Support Questions

Find answers, ask questions, and share your expertise

Count number of incoming flowfiles

avatar
Contributor

Hi 

Is there a way to get the number of the files in the input then assign the count value to an attribute and assign a number value to each file

 

I have files to merge using MergeContent so I should assign fragment.index for each file and fragment.count as total count of files to merge.

2 ACCEPTED SOLUTIONS

avatar
Contributor

Thank you for your question.

You may try using UpdateAttribute Processor's stateful value to deal with the incoming flow files in a batch mode.
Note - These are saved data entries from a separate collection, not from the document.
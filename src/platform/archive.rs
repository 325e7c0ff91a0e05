// KioskLog - platform/archive.rs
//
// Read access to per-machine zip bundles. Lists the members under the
// bundle's log directory and reads them into memory one at a time; nothing
// is extracted to disk.

use crate::util::constants;
use crate::util::error::ArchiveError;
use std::fs::File;
use std::io::Read;
use std::path::{Path, PathBuf};
use zip::ZipArchive;

/// A file inside the archive's log directory.
#[derive(Debug, Clone, PartialEq, Eq)]
pub struct ArchiveMember {
    /// Full member name as stored in the zip (used to read it back).
    pub name: String,

    /// Final path component, e.g. `2025-02-10_local.log`.
    pub file_name: String,
}

/// An opened machine bundle.
pub struct LogArchive {
    path: PathBuf,
    zip: ZipArchive<File>,
}

impl std::fmt::Debug for LogArchive {
    fn fmt(&self, f: &mut std::fmt::Formatter<'_>) -> std::fmt::Result {
        f.debug_struct("LogArchive")
            .field("path", &self.path)
            .field("members", &self.zip.len())
            .finish()
    }
}

impl LogArchive {
    /// Open `path` as a zip archive.
    pub fn open(path: &Path) -> Result<Self, ArchiveError> {
        let file = File::open(path).map_err(|e| ArchiveError::Io {
            path: path.to_path_buf(),
            source: e,
        })?;
        let zip = ZipArchive::new(file).map_err(|e| ArchiveError::Zip {
            path: path.to_path_buf(),
            source: e,
        })?;
        tracing::trace!(archive = %path.display(), members = zip.len(), "Archive opened");
        Ok(Self {
            path: path.to_path_buf(),
            zip,
        })
    }

    pub fn path(&self) -> &Path {
        &self.path
    }

    /// All files below the top-level `log_dir` directory, at any depth.
    ///
    /// Member names written on Windows may use `\` separators; both forms are
    /// accepted. Returns `MissingLogDir` when no member lives under `log_dir`.
    pub fn log_members(&self, log_dir: &str) -> Result<Vec<ArchiveMember>, ArchiveError> {
        let prefix = format!("{}/", log_dir.trim_matches('/'));
        let mut saw_log_dir = false;
        let mut members = Vec::new();

        for name in self.zip.file_names() {
            let normalised = name.replace('\\', "/");
            let Some(rest) = normalised.strip_prefix(&prefix) else {
                continue;
            };
            saw_log_dir = true;
            if rest.is_empty() || rest.ends_with('/') {
                continue; // directory entry
            }
            let file_name = rest.rsplit('/').next().unwrap_or(rest).to_string();
            members.push(ArchiveMember {
                name: name.to_string(),
                file_name,
            });
        }

        if !saw_log_dir {
            return Err(ArchiveError::MissingLogDir {
                path: self.path.clone(),
                dir: log_dir.to_string(),
            });
        }
        Ok(members)
    }

    /// Read one member fully into memory.
    pub fn read_member(&mut self, member: &ArchiveMember) -> Result<Vec<u8>, ArchiveError> {
        let mut entry = self
            .zip
            .by_name(&member.name)
            .map_err(|e| ArchiveError::Zip {
                path: self.path.clone(),
                source: e,
            })?;

        let size = entry.size();
        if size > constants::MAX_MEMBER_SIZE {
            return Err(ArchiveError::MemberTooLarge {
                path: self.path.clone(),
                member: member.name.clone(),
                size,
                max_size: constants::MAX_MEMBER_SIZE,
            });
        }

        let mut bytes = Vec::with_capacity(usize::try_from(size).unwrap_or(0));
        entry
            .read_to_end(&mut bytes)
            .map_err(|e| ArchiveError::Io {
                path: self.path.join(&member.name),
                source: e,
            })?;
        Ok(bytes)
    }
}

#[cfg(test)]
mod tests {
    use super::*;
    use std::io::Write;
    use zip::write::SimpleFileOptions;

    fn write_zip(path: &Path, members: &[(&str, &str)]) {
        let file = File::create(path).unwrap();
        let mut zip = zip::ZipWriter::new(file);
        for (name, content) in members {
            zip.start_file(*name, SimpleFileOptions::default()).unwrap();
            zip.write_all(content.as_bytes()).unwrap();
        }
        zip.finish().unwrap();
    }

    #[test]
    fn test_log_members_lists_nested_files_only() {
        let dir = tempfile::tempdir().unwrap();
        let path = dir.path().join("YT-GFK-PAK1.zip");
        write_zip(
            &path,
            &[
                ("Log/2025-02-10_local.log", "a"),
                ("Log/sub/2025-02-11_local.log", "b"),
                ("Config/settings.ini", "c"),
                ("LogBackup/2025-02-09_local.log", "d"),
            ],
        );

        let archive = LogArchive::open(&path).unwrap();
        let mut names: Vec<_> = archive
            .log_members("Log")
            .unwrap()
            .into_iter()
            .map(|m| m.file_name)
            .collect();
        names.sort();
        assert_eq!(names, vec!["2025-02-10_local.log", "2025-02-11_local.log"]);
    }

    #[test]
    fn test_backslash_member_names_are_accepted() {
        let dir = tempfile::tempdir().unwrap();
        let path = dir.path().join("M.zip");
        write_zip(&path, &[("Log\\2025-02-10_local.log", "x")]);

        let mut archive = LogArchive::open(&path).unwrap();
        let members = archive.log_members("Log").unwrap();
        assert_eq!(members.len(), 1);
        assert_eq!(members[0].file_name, "2025-02-10_local.log");
        assert_eq!(archive.read_member(&members[0]).unwrap(), b"x");
    }

    #[test]
    fn test_missing_log_dir() {
        let dir = tempfile::tempdir().unwrap();
        let path = dir.path().join("M.zip");
        write_zip(&path, &[("Other/readme.txt", "x")]);

        let archive = LogArchive::open(&path).unwrap();
        assert!(matches!(
            archive.log_members("Log"),
            Err(ArchiveError::MissingLogDir { .. })
        ));
    }

    #[test]
    fn test_open_rejects_non_zip() {
        let dir = tempfile::tempdir().unwrap();
        let path = dir.path().join("broken.zip");
        std::fs::write(&path, b"definitely not a zip").unwrap();
        assert!(matches!(
            LogArchive::open(&path),
            Err(ArchiveError::Zip { .. })
        ));
    }

    #[test]
    fn test_read_member_round_trip() {
        let dir = tempfile::tempdir().unwrap();
        let path = dir.path().join("M.zip");
        let content = "10:15:00 001 [X]确认了退出操作\n";
        write_zip(&path, &[("Log/2025-02-10_local.log", content)]);

        let mut archive = LogArchive::open(&path).unwrap();
        let members = archive.log_members("Log").unwrap();
        let bytes = archive.read_member(&members[0]).unwrap();
        assert_eq!(String::from_utf8(bytes).unwrap(), content);
    }
}
// KioskLog - core/discovery.rs
//
// Recursive directory traversal that finds per-machine zip bundles.
//
// Uses `walkdir` purely as an OS abstraction; reads directory metadata only,
// never archive contents (that boundary belongs to platform::archive).
//
// Per-entry I/O errors are non-fatal and collected as warnings. Only a
// missing or non-directory root fails the whole discovery.

use crate::core::model::MachineArchive;
use crate::util::constants;
use crate::util::error::ArchiveError;
use std::path::Path;

/// Configuration for a discovery operation.
#[derive(Debug, Clone)]
pub struct DiscoveryConfig {
    /// Maximum directory recursion depth.
    pub max_depth: usize,
}

impl Default for DiscoveryConfig {
    fn default() -> Self {
        Self {
            max_depth: constants::DEFAULT_MAX_DEPTH,
        }
    }
}

/// Derive (library, machine) from an archive file stem.
///
/// `YT-GFK-PAK1` belongs to library `YT`; a stem without `-` is its own
/// library.
pub fn machine_identity(stem: &str) -> (String, String) {
    let library = stem.split_once('-').map_or(stem, |(lib, _)| lib);
    (library.to_string(), stem.to_string())
}

/// Find all `.zip` bundles under `root`, sorted by path within each
/// directory so that processing order is reproducible.
///
/// Returns the archives and a list of non-fatal traversal warnings.
pub fn discover_archives(
    root: &Path,
    config: &DiscoveryConfig,
) -> Result<(Vec<MachineArchive>, Vec<String>), ArchiveError> {
    match std::fs::metadata(root) {
        Ok(meta) if meta.is_dir() => {}
        Ok(_) => {
            return Err(ArchiveError::NotADirectory {
                path: root.to_path_buf(),
            })
        }
        Err(e) if e.kind() == std::io::ErrorKind::NotFound => {
            return Err(ArchiveError::RootNotFound {
                path: root.to_path_buf(),
            })
        }
        Err(e) => {
            return Err(ArchiveError::Io {
                path: root.to_path_buf(),
                source: e,
            })
        }
    }

    let max_depth = config.max_depth.clamp(1, constants::ABSOLUTE_MAX_DEPTH);
    tracing::debug!(root = %root.display(), max_depth, "Archive discovery starting");

    let mut archives = Vec::new();
    let mut warnings = Vec::new();

    let walker = walkdir::WalkDir::new(root)
        .max_depth(max_depth)
        .follow_links(false)
        .sort_by_file_name();

    for entry_result in walker {
        let entry = match entry_result {
            Ok(e) => e,
            Err(e) => {
                let path = e.path().unwrap_or(root).to_path_buf();
                let err = ArchiveError::Traversal { path, source: e };
                tracing::warn!(error = %err, "Skipping unreadable directory entry");
                warnings.push(err.to_string());
                continue;
            }
        };

        if !entry.file_type().is_file() {
            continue;
        }
        let path = entry.path();
        let is_zip = path
            .extension()
            .and_then(|e| e.to_str())
            .is_some_and(|e| e.eq_ignore_ascii_case(constants::ARCHIVE_EXTENSION));
        if !is_zip {
            continue;
        }
        let Some(stem) = path.file_stem().and_then(|s| s.to_str()) else {
            warnings.push(format!(
                "'{}': archive name is not valid UTF-8, skipped",
                path.display()
            ));
            continue;
        };

        let (library, machine) = machine_identity(stem);
        tracing::trace!(archive = %path.display(), %library, %machine, "Archive discovered");
        archives.push(MachineArchive {
            path: path.to_path_buf(),
            library,
            machine,
        });
    }

    tracing::info!(
        root = %root.display(),
        archives = archives.len(),
        warnings = warnings.len(),
        "Archive discovery complete"
    );

    Ok((archives, warnings))
}

#[cfg(test)]
mod tests {
    use super::*;
    use std::fs;

    #[test]
    fn test_machine_identity() {
        assert_eq!(
            machine_identity("YT-GFK-PAK1"),
            ("YT".to_string(), "YT-GFK-PAK1".to_string())
        );
        assert_eq!(
            machine_identity("POR"),
            ("POR".to_string(), "POR".to_string())
        );
    }

    #[test]
    fn test_discover_archives_recursive_and_sorted() {
        let dir = tempfile::tempdir().unwrap();
        let root = dir.path();
        fs::create_dir(root.join("YT")).unwrap();
        fs::create_dir(root.join("POR")).unwrap();
        fs::write(root.join("YT").join("YT-B.zip"), b"").unwrap();
        fs::write(root.join("YT").join("YT-A.ZIP"), b"").unwrap();
        fs::write(root.join("POR").join("POR-01C-PDC7.zip"), b"").unwrap();
        fs::write(root.join("YT").join("notes.txt"), b"").unwrap();
        fs::create_dir(root.join("YT").join("dir.zip")).unwrap();

        let (archives, warnings) = discover_archives(root, &DiscoveryConfig::default()).unwrap();
        assert!(warnings.is_empty());
        let machines: Vec<_> = archives.iter().map(|a| a.machine.as_str()).collect();
        assert_eq!(machines, vec!["POR-01C-PDC7", "YT-A", "YT-B"]);
        assert_eq!(archives[0].library, "POR");
    }

    #[test]
    fn test_discover_respects_max_depth() {
        let dir = tempfile::tempdir().unwrap();
        let deep = dir.path().join("a").join("b");
        fs::create_dir_all(&deep).unwrap();
        fs::write(deep.join("X-1.zip"), b"").unwrap();

        let config = DiscoveryConfig { max_depth: 2 };
        let (archives, _) = discover_archives(dir.path(), &config).unwrap();
        assert!(archives.is_empty());

        let config = DiscoveryConfig { max_depth: 3 };
        let (archives, _) = discover_archives(dir.path(), &config).unwrap();
        assert_eq!(archives.len(), 1);
    }

    #[test]
    fn test_root_errors() {
        let dir = tempfile::tempdir().unwrap();
        let missing = dir.path().join("nope");
        assert!(matches!(
            discover_archives(&missing, &DiscoveryConfig::default()),
            Err(ArchiveError::RootNotFound { .. })
        ));

        let file = dir.path().join("file.zip");
        fs::write(&file, b"").unwrap();
        assert!(matches!(
            discover_archives(&file, &DiscoveryConfig::default()),
            Err(ArchiveError::NotADirectory { .. })
        ));
    }
}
============================

Here is the settings for UpdateAttribute
============================

OliverGong_0-1644836598754.png


Under the Advanced Mode of UpdateAttribute Processor:

  1. Set two rules as below:
    • R0 -> initializeBatchIndex
      • Conditions:
        • ${getStateValue("fragment.index"):equals(-1):or(${getStateValue('fragment.index'):plus(1):ge(${batchSize})})}
      • Actions (add fragment related attributes):
        • fragment.count
          • ${batchSize}
        • fragment.identifier (For each batch, it should generate a new UUID as the identifier)
          • ${UUID()}
        • fragment.index
          • ${getStateValue('fragment.index'):plus(1):mod(${batchSize})}
    • R1 -> Iterations
      • Conditions:
        • ${getStateValue("fragment.index"):equals(-1):or(${getStateValue('fragment.index'):plus(1):ge(${batchSize})}):not()}
      • Actions (add fragment related attributes):
        • fragment.count(This parameter may be optional as it always be the same size around one specific batch test )
          • ${getStateValue('fragment.count')}
        • fragment.identifier
          • ${getStateValue('fragment.identifier')}
        • fragment.index
          • ${getStateValue('fragment.index'):plus(1):mod(${batchSize})}

NOTE:
Before that, we can set a Variables in your current Process Group( right click en empty area inside your process group, select variables, and add a variable named batchSize, with proper merged count you wanna set)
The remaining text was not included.